**What the task requires**
Please find every line in the entries below that contains the string "controls", and copy it.

Stored data

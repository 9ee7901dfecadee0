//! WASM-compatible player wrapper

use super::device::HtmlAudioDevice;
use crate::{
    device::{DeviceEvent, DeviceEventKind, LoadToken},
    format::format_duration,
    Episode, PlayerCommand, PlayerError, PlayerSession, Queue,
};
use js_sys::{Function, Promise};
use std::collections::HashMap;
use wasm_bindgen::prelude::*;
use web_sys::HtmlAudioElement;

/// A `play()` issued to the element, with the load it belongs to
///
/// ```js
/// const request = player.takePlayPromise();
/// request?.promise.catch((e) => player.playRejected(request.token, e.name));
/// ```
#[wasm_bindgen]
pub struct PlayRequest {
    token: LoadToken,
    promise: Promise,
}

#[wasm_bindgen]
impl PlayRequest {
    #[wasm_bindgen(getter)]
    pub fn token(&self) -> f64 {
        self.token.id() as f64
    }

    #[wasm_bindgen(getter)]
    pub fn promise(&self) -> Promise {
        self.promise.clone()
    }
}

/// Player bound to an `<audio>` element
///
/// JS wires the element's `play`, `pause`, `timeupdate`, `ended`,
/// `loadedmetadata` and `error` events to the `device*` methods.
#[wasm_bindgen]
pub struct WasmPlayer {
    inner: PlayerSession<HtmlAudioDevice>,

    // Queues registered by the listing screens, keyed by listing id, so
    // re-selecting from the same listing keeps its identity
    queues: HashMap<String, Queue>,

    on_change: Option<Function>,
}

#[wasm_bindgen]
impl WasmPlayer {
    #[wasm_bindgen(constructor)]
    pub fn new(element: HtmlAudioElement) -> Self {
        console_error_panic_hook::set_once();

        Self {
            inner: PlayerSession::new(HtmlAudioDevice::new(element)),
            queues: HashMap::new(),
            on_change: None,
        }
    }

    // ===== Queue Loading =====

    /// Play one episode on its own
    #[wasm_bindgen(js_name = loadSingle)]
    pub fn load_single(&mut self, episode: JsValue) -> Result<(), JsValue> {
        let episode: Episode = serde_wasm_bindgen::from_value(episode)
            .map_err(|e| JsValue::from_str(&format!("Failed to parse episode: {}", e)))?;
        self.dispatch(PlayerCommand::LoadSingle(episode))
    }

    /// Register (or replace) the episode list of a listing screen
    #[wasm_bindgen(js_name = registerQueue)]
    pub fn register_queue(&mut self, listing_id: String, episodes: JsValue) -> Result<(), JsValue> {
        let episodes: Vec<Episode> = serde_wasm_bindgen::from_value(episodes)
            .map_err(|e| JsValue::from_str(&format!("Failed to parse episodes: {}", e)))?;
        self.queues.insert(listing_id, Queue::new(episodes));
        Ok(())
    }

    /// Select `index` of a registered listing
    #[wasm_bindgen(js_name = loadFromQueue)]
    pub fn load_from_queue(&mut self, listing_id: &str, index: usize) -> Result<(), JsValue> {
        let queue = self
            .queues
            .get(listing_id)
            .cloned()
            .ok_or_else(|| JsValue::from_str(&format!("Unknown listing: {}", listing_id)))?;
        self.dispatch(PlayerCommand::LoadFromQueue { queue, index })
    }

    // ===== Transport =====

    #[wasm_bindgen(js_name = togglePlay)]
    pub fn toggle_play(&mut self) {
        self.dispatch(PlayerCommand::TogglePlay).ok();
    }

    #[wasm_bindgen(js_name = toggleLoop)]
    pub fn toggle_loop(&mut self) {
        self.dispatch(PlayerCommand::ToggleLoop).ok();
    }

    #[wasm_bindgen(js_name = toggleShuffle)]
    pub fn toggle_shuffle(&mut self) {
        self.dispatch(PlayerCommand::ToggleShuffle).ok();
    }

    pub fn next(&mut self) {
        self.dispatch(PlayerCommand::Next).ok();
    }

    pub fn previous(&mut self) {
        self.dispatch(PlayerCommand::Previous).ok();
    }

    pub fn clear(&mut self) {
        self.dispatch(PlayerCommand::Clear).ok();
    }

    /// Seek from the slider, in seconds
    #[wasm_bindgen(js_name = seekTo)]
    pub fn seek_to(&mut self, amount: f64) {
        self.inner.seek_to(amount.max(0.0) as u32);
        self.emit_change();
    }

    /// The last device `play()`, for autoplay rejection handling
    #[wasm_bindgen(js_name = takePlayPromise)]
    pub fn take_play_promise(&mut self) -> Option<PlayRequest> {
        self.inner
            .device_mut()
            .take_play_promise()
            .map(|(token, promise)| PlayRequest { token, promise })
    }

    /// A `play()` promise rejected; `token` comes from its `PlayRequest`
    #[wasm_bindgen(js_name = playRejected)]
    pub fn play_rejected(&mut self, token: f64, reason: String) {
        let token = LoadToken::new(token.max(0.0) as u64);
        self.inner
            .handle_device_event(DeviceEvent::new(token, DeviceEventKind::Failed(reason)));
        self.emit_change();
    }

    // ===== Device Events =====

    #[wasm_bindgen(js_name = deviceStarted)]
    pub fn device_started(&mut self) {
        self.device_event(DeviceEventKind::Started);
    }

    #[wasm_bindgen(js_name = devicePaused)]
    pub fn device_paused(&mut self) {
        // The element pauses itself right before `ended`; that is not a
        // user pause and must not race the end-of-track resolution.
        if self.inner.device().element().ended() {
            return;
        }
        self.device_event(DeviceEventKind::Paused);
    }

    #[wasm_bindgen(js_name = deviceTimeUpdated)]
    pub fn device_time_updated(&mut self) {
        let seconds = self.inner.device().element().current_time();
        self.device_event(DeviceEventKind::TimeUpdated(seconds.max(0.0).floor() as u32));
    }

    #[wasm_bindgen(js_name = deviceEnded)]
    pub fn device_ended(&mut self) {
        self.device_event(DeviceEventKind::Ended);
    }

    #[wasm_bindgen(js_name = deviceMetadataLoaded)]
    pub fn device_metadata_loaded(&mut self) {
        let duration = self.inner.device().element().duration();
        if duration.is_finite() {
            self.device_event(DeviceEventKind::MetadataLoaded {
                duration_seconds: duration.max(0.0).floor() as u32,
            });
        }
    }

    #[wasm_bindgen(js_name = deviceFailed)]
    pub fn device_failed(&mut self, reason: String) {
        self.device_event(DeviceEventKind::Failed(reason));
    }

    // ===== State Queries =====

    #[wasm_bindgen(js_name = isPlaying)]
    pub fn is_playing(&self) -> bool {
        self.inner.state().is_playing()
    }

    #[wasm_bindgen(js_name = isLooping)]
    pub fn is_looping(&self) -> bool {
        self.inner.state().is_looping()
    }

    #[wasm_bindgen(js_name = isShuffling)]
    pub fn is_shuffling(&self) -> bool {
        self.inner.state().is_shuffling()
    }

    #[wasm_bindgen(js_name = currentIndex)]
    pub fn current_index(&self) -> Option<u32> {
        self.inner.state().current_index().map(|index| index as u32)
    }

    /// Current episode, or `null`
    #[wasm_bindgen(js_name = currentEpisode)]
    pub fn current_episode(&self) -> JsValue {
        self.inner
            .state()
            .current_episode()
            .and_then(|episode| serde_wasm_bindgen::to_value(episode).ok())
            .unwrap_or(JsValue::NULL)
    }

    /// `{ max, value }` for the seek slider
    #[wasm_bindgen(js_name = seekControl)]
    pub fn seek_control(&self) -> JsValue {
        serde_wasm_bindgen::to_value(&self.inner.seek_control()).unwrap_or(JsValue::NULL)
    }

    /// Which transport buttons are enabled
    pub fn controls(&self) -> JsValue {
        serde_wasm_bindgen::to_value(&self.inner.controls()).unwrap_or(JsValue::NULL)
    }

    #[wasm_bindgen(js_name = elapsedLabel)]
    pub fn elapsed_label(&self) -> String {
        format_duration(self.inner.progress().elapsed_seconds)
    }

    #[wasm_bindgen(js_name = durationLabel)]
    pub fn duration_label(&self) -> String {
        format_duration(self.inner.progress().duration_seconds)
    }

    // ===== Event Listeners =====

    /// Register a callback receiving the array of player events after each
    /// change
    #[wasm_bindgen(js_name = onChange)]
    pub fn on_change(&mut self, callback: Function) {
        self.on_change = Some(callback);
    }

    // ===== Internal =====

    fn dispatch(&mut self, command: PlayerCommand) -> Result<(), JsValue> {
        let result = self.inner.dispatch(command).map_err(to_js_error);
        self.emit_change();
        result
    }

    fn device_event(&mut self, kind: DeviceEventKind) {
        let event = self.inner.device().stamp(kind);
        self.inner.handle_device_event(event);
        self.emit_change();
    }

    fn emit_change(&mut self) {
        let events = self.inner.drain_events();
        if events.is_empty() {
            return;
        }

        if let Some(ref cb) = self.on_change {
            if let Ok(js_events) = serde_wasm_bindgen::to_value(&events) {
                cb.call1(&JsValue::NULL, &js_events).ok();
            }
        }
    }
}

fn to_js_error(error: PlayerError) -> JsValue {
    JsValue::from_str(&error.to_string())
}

**Solution below**
    pub fn controls(&self) -> JsValue {
        serde_wasm_bindgen::to_value(&self.inner.controls()).unwrap_or(JsValue::NULL)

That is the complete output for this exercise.